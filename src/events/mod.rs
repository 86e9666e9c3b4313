//! Player events
//!
//! Emitted by the gesture engine whenever an action changes the session,
//! and pushed to subscribed status clients.

use serde::{Deserialize, Serialize};

/// Events emitted by the engine as actions are applied
#[derive(Debug, Clone, PartialEq, Serialize, Deserialize)]
#[serde(tag = "type", rename_all = "snake_case")]
pub enum PlayerEvent {
    /// A new track was loaded and started
    TrackChanged {
        index: usize,
        name: String,
    },

    /// Playback paused by gesture or command
    Paused,

    /// Playback resumed by gesture or command
    Resumed,

    /// Playback paused because no face was seen for too long
    AutoPaused {
        /// Seconds since the last face was observed
        absent_secs: f64,
    },

    /// Output level changed
    VolumeChanged { percent: u8 },

    /// Playback restarted at an offset
    Seeked {
        offset_secs: f64,
        /// False when the backend rejected the offset
        applied: bool,
    },

    /// Current track entered or left the favorites
    FavoriteToggled { index: usize, favorite: bool },

    /// Label shown on the overlay for this frame
    Gesture { label: String },
}

impl std::fmt::Display for PlayerEvent {
    fn fmt(&self, f: &mut std::fmt::Formatter<'_>) -> std::fmt::Result {
        match self {
            PlayerEvent::TrackChanged { index, name } => {
                write!(f, "TRACK_CHANGED ({} {})", index, name)
            }
            PlayerEvent::Paused => write!(f, "PAUSED"),
            PlayerEvent::Resumed => write!(f, "RESUMED"),
            PlayerEvent::AutoPaused { absent_secs } => {
                write!(f, "AUTO_PAUSED ({:.1}s absent)", absent_secs)
            }
            PlayerEvent::VolumeChanged { percent } => write!(f, "VOLUME_CHANGED ({}%)", percent),
            PlayerEvent::Seeked { offset_secs, applied } => {
                write!(f, "SEEKED ({}s, applied={})", offset_secs, applied)
            }
            PlayerEvent::FavoriteToggled { index, favorite } => {
                write!(f, "FAVORITE_TOGGLED ({} -> {})", index, favorite)
            }
            PlayerEvent::Gesture { label } => write!(f, "GESTURE ({})", label),
        }
    }
}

What the task asks — Copy exactly the line that contains "for too long" and all lines after it in the listing above, through the final line, and nothing else.

Answer section —
    /// Playback paused because no face was seen for too long
    AutoPaused {
        /// Seconds since the last face was observed
        absent_secs: f64,
    },

    /// Output level changed
    VolumeChanged { percent: u8 },

    /// Playback restarted at an offset
    Seeked {
        offset_secs: f64,
        /// False when the backend rejected the offset
        applied: bool,
    },

    /// Current track entered or left the favorites
    FavoriteToggled { index: usize, favorite: bool },

    /// Label shown on the overlay for this frame
    Gesture { label: String },
}

impl std::fmt::Display for PlayerEvent {
    fn fmt(&self, f: &mut std::fmt::Formatter<'_>) -> std::fmt::Result {
        match self {
            PlayerEvent::TrackChanged { index, name } => {
                write!(f, "TRACK_CHANGED ({} {})", index, name)
            }
            PlayerEvent::Paused => write!(f, "PAUSED"),
            PlayerEvent::Resumed => write!(f, "RESUMED"),
            PlayerEvent::AutoPaused { absent_secs } => {
                write!(f, "AUTO_PAUSED ({:.1}s absent)", absent_secs)
            }
            PlayerEvent::VolumeChanged { percent } => write!(f, "VOLUME_CHANGED ({}%)", percent),
            PlayerEvent::Seeked { offset_secs, applied } => {
                write!(f, "SEEKED ({}s, applied={})", offset_secs, applied)
            }
            PlayerEvent::FavoriteToggled { index, favorite } => {
                write!(f, "FAVORITE_TOGGLED ({} -> {})", index, favorite)
            }
            PlayerEvent::Gesture { label } => write!(f, "GESTURE ({})", label),
        }
    }
}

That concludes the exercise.